▸ **What this task involves**
Count every line of these entries that holds the word "secrets", and reply with the number only.

▸ **Data extract**
use std::sync::Arc;

use extensions::chart::HelmRenderer;
use extensions::controlplane::{GenericActuator, PurposeActuator};
use extensions::secrets::CertificateSecretsDeployer;
use extensions::Config;
use gardener_extensions::Extension;
use provider_azure::controlplane::{charts, secrets, AzureValuesProvider, CA_NAME};
use provider_azure::webhook::AzureEnsurer;
use provider_azure::worker::AzureWorkerDelegate;
use provider_azure::PROVIDER_NAME;

#[tokio::main]
async fn main() -> anyhow::Result<()> {
    gardener_extensions::init_logging();
    let config = Config::new_from_flags(PROVIDER_NAME, env!("CARGO_PKG_VERSION"));
    let mut extension = Extension::new(config).await?;
    let seed = extension.seed();
    let images = extension.image_vector().await?;

    let actuator = GenericActuator::new(
        charts(&extension.config().charts_dir),
        Arc::new(AzureValuesProvider::new(seed.clone())),
        Arc::new(CertificateSecretsDeployer::new(seed.clone(), CA_NAME, secrets())),
        Arc::new(HelmRenderer::default()),
        seed.clone(),
        images,
    )
    .with_status_updater(extension.control_plane_status());
    // Azure has no control plane exposure.
    extension.add_control_plane_controller(Arc::new(PurposeActuator::new(Arc::new(actuator), None)));
    extension.add_worker_controller(Arc::new(AzureWorkerDelegate::new(seed.clone())));
    extension.add_webhook("/webhooks/controlplane", Arc::new(AzureEnsurer::new(seed)));

    extension.run().await
}
use std::sync::Arc;

use extensions::Config;
use gardener_extensions::Extension;
use provider_packet::webhook::PacketEnsurer;
use provider_packet::PROVIDER_NAME;

#[tokio::main]
async fn main() -> anyhow::Result<()> {
    gardener_extensions::init_logging();
    let config = Config::new_from_flags(PROVIDER_NAME, env!("CARGO_PKG_VERSION"));
    let mut extension = Extension::new(config).await?;
    extension.add_webhook("/webhooks/controlplane", Arc::new(PacketEnsurer::new()));
    extension.run().await
}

▸ **Response to the exercise**
3